Looking ahead, Serica said it was continuing to provide “responsibly sourced gas” to the UK domestic market, protecting security of supply and reducing reliance on higher carbon-intensity imports, as part of its transition to a lower-carbon future.

It said it would continue to invest in its assets to maintain production levels and provide jobs.

The board said the recent action by the UK government to increase the marginal rate of tax on the UK upstream oil and gas sector to 75%, with no floor to prices, would make it “challenging” for the industry to invest in new longer-term UK Continental Shelf projects, but added that it was “committed” to expanding its portfolio through mergers and acquisitions.

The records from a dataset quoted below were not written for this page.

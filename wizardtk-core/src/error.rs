// /////////////////////////////////////////////////////////////////////////////
// Wizard's Toolkit
// Copyright (c) 2025 A Bit of Help, Inc.
// SPDX-License-Identifier: BSD-3-Clause
// See LICENSE file in the project root.
// /////////////////////////////////////////////////////////////////////////////

//! # Error Channel
//!
//! A single, typed error enum shared by every fallible operation in the
//! cryptographic engine. Each variant corresponds to one of the disjoint
//! error kinds named by the toolkit's design: `AllocationError`, `HashError`,
//! `MACError`, `CipherError`, `EntropyError`, `RandomError`, `KeyError`,
//! `KeymapError`, `KeyringError`, `AuthenticateError`, `PassphraseError`,
//! `FileError`, `ConfigureError`, `OptionError`, `StringError`,
//! `ResourceError`, `BlobError`, `ParseError`.
//!
//! Every error message form avoids echoing secrets: keys, passphrases,
//! plaintext, and nonces never appear in an error string.

use thiserror::Error;

/// Errors produced by the cryptographic engine and the key-management plane
/// built on top of it.
#[derive(Error, Debug, Clone, PartialEq, Eq)]
pub enum WizardError {
    #[error("allocation error: {0}")]
    AllocationError(String),

    #[error("hash error: {0}")]
    HashError(String),

    #[error("MAC error: {0}")]
    MacError(String),

    #[error("cipher error: {0}")]
    CipherError(String),

    #[error("entropy error: {0}")]
    EntropyError(String),

    #[error("random error: {0}")]
    RandomError(String),

    #[error("key error: {0}")]
    KeyError(String),

    #[error("keymap error: {0}")]
    KeymapError(String),

    #[error("keyring error: {0}")]
    KeyringError(String),

    #[error("authenticate error: {0}")]
    AuthenticateError(String),

    #[error("passphrase error: {0}")]
    PassphraseError(String),

    #[error("file error: {0}")]
    FileError(String),

    #[error("configure error: {0}")]
    ConfigureError(String),

    #[error("option error: {0}")]
    OptionError(String),

    #[error("string error: {0}")]
    StringError(String),

    #[error("resource error: {0}")]
    ResourceError(String),

    #[error("blob error: {0}")]
    BlobError(String),

    #[error("parse error: {0}")]
    ParseError(String),
}

impl WizardError {
    pub fn hash(msg: impl Into<String>) -> Self {
        Self::HashError(msg.into())
    }

    pub fn mac(msg: impl Into<String>) -> Self {
        Self::MacError(msg.into())
    }

    pub fn cipher(msg: impl Into<String>) -> Self {
        Self::CipherError(msg.into())
    }

    pub fn entropy(msg: impl Into<String>) -> Self {
        Self::EntropyError(msg.into())
    }

    pub fn random(msg: impl Into<String>) -> Self {
        Self::RandomError(msg.into())
    }

    pub fn key(msg: impl Into<String>) -> Self {
        Self::KeyError(msg.into())
    }

    pub fn keyring(msg: impl Into<String>) -> Self {
        Self::KeyringError(msg.into())
    }

    pub fn authenticate(msg: impl Into<String>) -> Self {
        Self::AuthenticateError(msg.into())
    }

    pub fn passphrase(msg: impl Into<String>) -> Self {
        Self::PassphraseError(msg.into())
    }

    pub fn file(msg: impl Into<String>) -> Self {
        Self::FileError(msg.into())
    }

    /// Allocation failures are the one fatal category (§7): the process
    /// cannot usefully continue with partial key material.
    pub fn is_fatal(&self) -> bool {
        matches!(self, WizardError::AllocationError(_))
    }

    /// Category label, used for structured logging (never the message body,
    /// which may be influenced by caller-supplied context but never contains
    /// secrets).
    pub fn category(&self) -> &'static str {
        match self {
            WizardError::AllocationError(_) => "allocation",
            WizardError::HashError(_) => "hash",
            WizardError::MacError(_) => "mac",
            WizardError::CipherError(_) => "cipher",
            WizardError::EntropyError(_) => "entropy",
            WizardError::RandomError(_) => "random",
            WizardError::KeyError(_) => "key",
            WizardError::KeymapError(_) => "keymap",
            WizardError::KeyringError(_) => "keyring",
            WizardError::AuthenticateError(_) => "authenticate",
            WizardError::PassphraseError(_) => "passphrase",
            WizardError::FileError(_) => "file",
            WizardError::ConfigureError(_) => "configure",
            WizardError::OptionError(_) => "option",
            WizardError::StringError(_) => "string",
            WizardError::ResourceError(_) => "resource",
            WizardError::BlobError(_) => "blob",
            WizardError::ParseError(_) => "parse",
        }
    }
}

impl From<std::io::Error> for WizardError {
    fn from(err: std::io::Error) -> Self {
        WizardError::FileError(err.to_string())
    }
}

pub type Result<T> = std::result::Result<T, WizardError>;
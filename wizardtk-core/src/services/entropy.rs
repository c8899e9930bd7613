// /////////////////////////////////////////////////////////////////////////////
// Wizard's Toolkit
// Copyright (c) 2025 A Bit of Help, Inc.
// SPDX-License-Identifier: BSD-3-Clause
// See LICENSE file in the project root.
// /////////////////////////////////////////////////////////////////////////////

//! # Entropy Coder
//!
//! A uniform compress/decompress contract over three real codecs (BZIP,
//! LZMA, raw DEFLATE) plus a "none" passthrough, so the keyring file service
//! and callers storing large blobs never need to branch on which codec
//! produced a given stream.

use std::io::{Read, Write};

use crate::error::{Result, WizardError};
use crate::value_objects::ByteBuffer;

/// Compression codec selected for an [`EntropyContext`].
#[derive(Debug, Clone, Copy, PartialEq, Eq)]
pub enum EntropyAlgorithm {
    Bzip,
    Lzma,
    Zip,
    None,
}

/// A compress/decompress handle over one [`EntropyAlgorithm`] and level.
pub struct EntropyContext {
    algorithm: EntropyAlgorithm,
    level: u32,
    chaos: ByteBuffer,
}

impl EntropyContext {
    pub fn acquire(algorithm: EntropyAlgorithm, level: u32) -> Result<Self> {
        if level > 9 {
            return Err(WizardError::entropy(format!(
                "level {level} is outside 0..=9"
            )));
        }
        Ok(Self {
            algorithm,
            level,
            chaos: ByteBuffer::from_vec(Vec::new()),
        })
    }

    pub fn algorithm(&self) -> EntropyAlgorithm {
        self.algorithm
    }

    /// Holds compressed output after [`Self::increase_entropy`], or
    /// plaintext after [`Self::restore_entropy`].
    pub fn chaos(&self) -> &ByteBuffer {
        &self.chaos
    }

    /// Compresses `plaintext`; the result is readable via [`Self::chaos`].
    pub fn increase_entropy(&mut self, plaintext: &[u8]) -> Result<()> {
        let compressed = match self.algorithm {
            EntropyAlgorithm::Bzip => {
                // bzip2 has no "no compression" level; 0 maps to its lowest
                // real block size rather than a rejected input.
                let level = bzip2::Compression::new(self.level.max(1));
                let mut encoder = bzip2::write::BzEncoder::new(Vec::new(), level);
                encoder
                    .write_all(plaintext)
                    .map_err(|e| WizardError::entropy(e.to_string()))?;
                encoder
                    .finish()
                    .map_err(|e| WizardError::entropy(e.to_string()))?
            }
            EntropyAlgorithm::Lzma => {
                let mut encoder = xz2::write::XzEncoder::new(Vec::new(), self.level);
                encoder
                    .write_all(plaintext)
                    .map_err(|e| WizardError::entropy(e.to_string()))?;
                encoder
                    .finish()
                    .map_err(|e| WizardError::entropy(e.to_string()))?
            }
            EntropyAlgorithm::Zip => {
                // Raw DEFLATE (window=15), no gzip header, per the container
                // expectations of the on-disk entropy streams.
                let level = flate2::Compression::new(self.level);
                let mut encoder = flate2::write::DeflateEncoder::new(Vec::new(), level);
                encoder
                    .write_all(plaintext)
                    .map_err(|e| WizardError::entropy(e.to_string()))?;
                encoder
                    .finish()
                    .map_err(|e| WizardError::entropy(e.to_string()))?
            }
            EntropyAlgorithm::None => plaintext.to_vec(),
        };
        self.chaos = ByteBuffer::from_vec(compressed);
        Ok(())
    }

    /// Decompresses `chaos`, failing unless the result is exactly
    /// `expected_length` bytes.
    pub fn restore_entropy(&mut self, expected_length: usize, chaos: &[u8]) -> Result<()> {
        let plaintext = match self.algorithm {
            EntropyAlgorithm::Bzip => {
                let mut decoder = bzip2::read::BzDecoder::new(chaos);
                let mut out = Vec::new();
                decoder
                    .read_to_end(&mut out)
                    .map_err(|e| WizardError::entropy(e.to_string()))?;
                out
            }
            EntropyAlgorithm::Lzma => {
                let mut decoder = xz2::read::XzDecoder::new(chaos);
                let mut out = Vec::new();
                decoder
                    .read_to_end(&mut out)
                    .map_err(|e| WizardError::entropy(e.to_string()))?;
                out
            }
            EntropyAlgorithm::Zip => {
                let mut decoder = flate2::read::DeflateDecoder::new(chaos);
                let mut out = Vec::new();
                decoder
                    .read_to_end(&mut out)
                    .map_err(|e| WizardError::entropy(e.to_string()))?;
                out
            }
            EntropyAlgorithm::None => chaos.to_vec(),
        };
        if plaintext.len() != expected_length {
            return Err(WizardError::entropy(format!(
                "decompressed to {} bytes, expected {expected_length}",
                plaintext.len()
            )));
        }
        self.chaos = ByteBuffer::from_vec(plaintext);
        Ok(())
    }
}

#[cfg(test)]
mod tests {
    use super::*;

    fn round_trip(algorithm: EntropyAlgorithm, level: u32, plaintext: &[u8]) {
        let mut ctx = EntropyContext::acquire(algorithm, level).unwrap();
        ctx.increase_entropy(plaintext).unwrap();
        let compressed = ctx.chaos().as_bytes().to_vec();

        let mut restore_ctx = EntropyContext::acquire(algorithm, level).unwrap();
        restore_ctx
            .restore_entropy(plaintext.len(), &compressed)
            .unwrap();
        assert_eq!(restore_ctx.chaos().as_bytes(), plaintext);
    }

    #[test]
    fn zip_round_trips() {
        round_trip(EntropyAlgorithm::Zip, 6, b"the quick brown fox jumps over the lazy dog");
    }

    #[test]
    fn bzip_round_trips() {
        round_trip(EntropyAlgorithm::Bzip, 9, b"the quick brown fox jumps over the lazy dog");
    }

    #[test]
    fn lzma_round_trips() {
        round_trip(EntropyAlgorithm::Lzma, 6, b"the quick brown fox jumps over the lazy dog");
    }

    #[test]
    fn none_is_a_passthrough() {
        round_trip(EntropyAlgorithm::None, 0, b"uncompressed bytes");
    }

    #[test]
    fn restore_rejects_length_mismatch() {
        let mut ctx = EntropyContext::acquire(EntropyAlgorithm::Zip, 6).unwrap();
        ctx.increase_entropy(b"some plaintext").unwrap();
        let compressed = ctx.chaos().as_bytes().to_vec();
        let mut restore_ctx = EntropyContext::acquire(EntropyAlgorithm::Zip, 6).unwrap();
        assert!(restore_ctx.restore_entropy(999, &compressed).is_err());
    }

    #[test]
    fn level_out_of_range_is_rejected() {
        assert!(EntropyContext::acquire(EntropyAlgorithm::Zip, 10).is_err());
    }
}
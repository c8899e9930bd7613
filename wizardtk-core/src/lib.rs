// /////////////////////////////////////////////////////////////////////////////
// Wizard's Toolkit
// Copyright (c) 2025 A Bit of Help, Inc.
// SPDX-License-Identifier: BSD-3-Clause
// See LICENSE file in the project root.
// /////////////////////////////////////////////////////////////////////////////

//! Cryptographic engine for the Wizard's Toolkit.
//!
//! This crate is the dependency-free-of-process-state core: byte buffers,
//! streaming hash and HMAC contexts, a hash-chained random source, an
//! entropy (compression) coder, and a block-cipher engine with hand-rolled
//! mode drivers. It holds no on-disk state and performs no I/O beyond the
//! random source's optional entropy-pool file reads; the session keyring,
//! secret authenticator, keyring file format, and passphrase prompt live one
//! layer up in `wizardtk`, built on top of these primitives.

pub mod error;
pub mod services;
pub mod value_objects;

pub use error::{Result, WizardError};
pub use services::{
    clear_secret_key, set_secret_key, CipherContext, CipherMode, CipherType, EntropyAlgorithm,
    EntropyContext, HashAlgorithm, HashContext, HashPhase, HmacContext, RandomContext, RandomMode,
};
pub use value_objects::ByteBuffer;
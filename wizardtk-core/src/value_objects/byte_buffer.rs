// /////////////////////////////////////////////////////////////////////////////
// Wizard's Toolkit
// Copyright (c) 2025 A Bit of Help, Inc.
// SPDX-License-Identifier: BSD-3-Clause
// See LICENSE file in the project root.
// /////////////////////////////////////////////////////////////////////////////

//! # ByteBuffer
//!
//! `ByteBuffer` is the owned byte sequence every other service in the
//! cryptographic engine is built on: keys, nonces, digests, plaintext and
//! ciphertext chunks, and keyring entries all pass through it. It carries a
//! diagnostic `path` tag (no semantic effect beyond logging/debugging) and
//! zeroizes its contents on drop so key material never survives past its
//! owner's scope.
//!
//! Equality and ordering are length-and-content comparisons performed in
//! constant time with respect to the buffers' content, which matters for
//! every key-bearing comparison in the keyring and authenticator (an
//! early-exit comparison would let a timing side channel leak how many
//! leading bytes of a guessed key or id were correct).

use std::cmp::Ordering;
use std::fmt;

use subtle::{Choice, ConstantTimeEq};
use zeroize::Zeroize;

use crate::error::{Result, WizardError};

pub(crate) const CRC64_ECMA: crc::Crc<u64> = crc::Crc::<u64>::new(&crc::CRC_64_ECMA_182);

/// An owned, length-tagged, zeroizing byte sequence.
#[derive(Clone)]
pub struct ByteBuffer {
    data: Vec<u8>,
    path: Option<String>,
}

impl ByteBuffer {
    /// Allocates a zero-initialised buffer of `length` bytes.
    pub fn new(length: usize) -> Result<Self> {
        let mut data = Vec::new();
        data.try_reserve_exact(length)
            .map_err(|e| WizardError::AllocationError(e.to_string()))?;
        data.resize(length, 0);
        Ok(Self { data, path: None })
    }

    /// Wraps an existing byte slice verbatim.
    pub fn from_bytes(bytes: &[u8]) -> Self {
        Self {
            data: bytes.to_vec(),
            path: None,
        }
    }

    /// Takes ownership of an existing `Vec<u8>` verbatim.
    pub fn from_vec(data: Vec<u8>) -> Self {
        Self { data, path: None }
    }

    /// Copies a string's UTF-8 bytes verbatim (no trailing NUL).
    pub fn from_string(s: &str) -> Self {
        Self::from_bytes(s.as_bytes())
    }

    /// Decodes two hex digits per byte; ASCII whitespace is ignored.
    pub fn from_hex(text: &str) -> Result<Self> {
        let cleaned: String = text.chars().filter(|c| !c.is_whitespace()).collect();
        let data = hex::decode(&cleaned).map_err(|e| WizardError::ParseError(e.to_string()))?;
        Ok(Self { data, path: None })
    }

    /// Renders the buffer as lowercase hex, two digits per byte.
    pub fn to_hex(&self) -> String {
        hex::encode(&self.data)
    }

    pub fn len(&self) -> usize {
        self.data.len()
    }

    pub fn is_empty(&self) -> bool {
        self.data.is_empty()
    }

    pub fn as_bytes(&self) -> &[u8] {
        &self.data
    }

    pub fn as_mut_bytes(&mut self) -> &mut [u8] {
        &mut self.data
    }

    pub fn into_vec(self) -> Vec<u8> {
        // `self` is about to be consumed without running `Drop::drop` on the
        // moved-out Vec; the caller now owns (and is responsible for
        // zeroizing) the bytes.
        let mut this = std::mem::ManuallyDrop::new(self);
        this.path.take();
        std::mem::take(&mut this.data)
    }

    pub fn path(&self) -> Option<&str> {
        self.path.as_deref()
    }

    pub fn set_path(&mut self, path: impl Into<String>) {
        self.path = Some(path.into());
    }

    /// Truncates or extends (with zero bytes) to exactly `length` bytes.
    pub fn set_length(&mut self, length: usize) {
        self.data.resize(length, 0);
    }

    /// Overwrites every byte with zero without changing the length.
    pub fn reset(&mut self) {
        self.data.zeroize();
    }

    /// CRC-64 (ECMA-182 polynomial) over the buffer's content.
    pub fn crc(&self) -> u64 {
        CRC64_ECMA.checksum(&self.data)
    }

    /// Length-and-content comparison, constant-time with respect to content
    /// for buffers of equal length: every byte is inspected regardless of
    /// where buffers first differ, so two equal-length buffers that differ
    /// in one byte take the same time as two that differ in every byte.
    pub fn compare(a: &ByteBuffer, b: &ByteBuffer) -> Ordering {
        if a.data.len() != b.data.len() {
            return a.data.len().cmp(&b.data.len());
        }
        let mut lt = Choice::from(0u8);
        let mut gt = Choice::from(0u8);
        let mut decided = Choice::from(0u8);
        for (x, y) in a.data.iter().zip(b.data.iter()) {
            let eq = x.ct_eq(y);
            let byte_lt = Choice::from((x < y) as u8);
            let undecided = !decided;
            lt |= byte_lt & undecided;
            gt |= (!eq & !byte_lt) & undecided;
            decided |= !eq;
        }
        if !bool::from(decided) {
            Ordering::Equal
        } else if bool::from(lt) {
            Ordering::Less
        } else {
            Ordering::Greater
        }
    }
}

impl Drop for ByteBuffer {
    fn drop(&mut self) {
        self.data.zeroize();
    }
}

impl PartialEq for ByteBuffer {
    fn eq(&self, other: &Self) -> bool {
        Self::compare(self, other) == Ordering::Equal
    }
}

impl Eq for ByteBuffer {}

impl PartialOrd for ByteBuffer {
    fn partial_cmp(&self, other: &Self) -> Option<Ordering> {
        Some(Self::compare(self, other))
    }
}

impl Ord for ByteBuffer {
    fn cmp(&self, other: &Self) -> Ordering {
        Self::compare(self, other)
    }
}

impl std::hash::Hash for ByteBuffer {
    fn hash<H: std::hash::Hasher>(&self, state: &mut H) {
        self.data.hash(state);
    }
}

impl fmt::Debug for ByteBuffer {
    /// Never renders content: buffers frequently carry key material.
    fn fmt(&self, f: &mut fmt::Formatter<'_>) -> fmt::Result {
        f.debug_struct("ByteBuffer")
            .field("length", &self.data.len())
            .field("path", &self.path)
            .finish()
    }
}

#[cfg(test)]
mod tests {
    use super::*;

    #[test]
    fn round_trips_hex() {
        let buf = ByteBuffer::from_bytes(&[0xde, 0xad, 0xbe, 0xef]);
        assert_eq!(buf.to_hex(), "deadbeef");
        let parsed = ByteBuffer::from_hex("de ad be ef").unwrap();
        assert_eq!(parsed, buf);
    }

    #[test]
    fn set_length_pads_with_zero() {
        let mut buf = ByteBuffer::from_bytes(b"abc");
        buf.set_length(5);
        assert_eq!(buf.as_bytes(), b"abc\0\0");
        buf.set_length(2);
        assert_eq!(buf.as_bytes(), b"ab");
    }

    #[test]
    fn reset_zeroes_without_changing_length() {
        let mut buf = ByteBuffer::from_bytes(b"abc");
        buf.reset();
        assert_eq!(buf.as_bytes(), [0, 0, 0]);
    }

    #[test]
    fn compare_matches_equality_and_ordering() {
        let a = ByteBuffer::from_bytes(b"abc");
        let b = ByteBuffer::from_bytes(b"abd");
        let c = ByteBuffer::from_bytes(b"abc");
        assert_eq!(ByteBuffer::compare(&a, &b), Ordering::Less);
        assert_eq!(ByteBuffer::compare(&b, &a), Ordering::Greater);
        assert_eq!(ByteBuffer::compare(&a, &c), Ordering::Equal);
        assert_eq!(a, c);
    }

    #[test]
    fn crc64_ecma_is_stable() {
        let buf = ByteBuffer::from_bytes(b"123456789");
        // Canonical check value for the CRC-64/ECMA-182 parameter set
        // (non-reflected, zero init/xorout) per the `crc` crate's catalog.
        assert_eq!(buf.crc(), 0x6c40_df5f_0b49_7347);
    }

    proptest::proptest! {
        #[test]
        fn compare_is_reflexive_and_antisymmetric(a in proptest::collection::vec(proptest::prelude::any::<u8>(), 0..64),
                                                    b in proptest::collection::vec(proptest::prelude::any::<u8>(), 0..64)) {
            let ba = ByteBuffer::from_bytes(&a);
            let bb = ByteBuffer::from_bytes(&b);
            let fwd = ByteBuffer::compare(&ba, &bb);
            let rev = ByteBuffer::compare(&bb, &ba);
            proptest::prop_assert_eq!(fwd, rev.reverse());
        }
    }
}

“Although the North Eigg exploration well has not delivered the result we had hoped for, it has demonstrated the presence of hydrocarbons and provided a huge amount of high-quality data,” said chief executive officer Mitch Flegg.

“In particular, the presence of hydrocarbons at deeper than expected depths will lead to a re-evaluation of both North Eigg and South Eigg.

“Elsewhere, our production performance has been strong, and we will continue to invest in our existing portfolio in order to maintain this performance.”

At the same time, Flegg said that as a “significant” North Sea operator, Serica would continue to “selectively review” new potential projects to maintain its North Sea presence, while also seeking greater clarity and stability on the tax regime to enable the projects to proceed.

“While we believe in the importance of the UK oil and gas sector, we are now considering opportunities in other countries alongside those in the UK as we continue to seek to expand our portfolio and create value for all of our stakeholders.”

At 1320 GMT, shares in Serica Energy were down 6.83% at 295.25p.